**Work order:** Across the listing below, count the lines containing "Option". Answer with that number only.

**Entries supplied:**
/// The reconciliation pipeline
pub struct Executor {
    engine: Arc<dyn ContainerEngine>,
    config_source: Arc<dyn ConfigSource>,
    resolver: Option<Arc<dyn FeatureResolver>>,
    compose: Option<Arc<dyn ComposeDriver>>,
    host_runner: Arc<dyn HostCommandRunner>,
    progress: Arc<dyn ProgressSink>,
    registry: VariableRegistry,
    settings: EngineSettings,
}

**Reply:** 2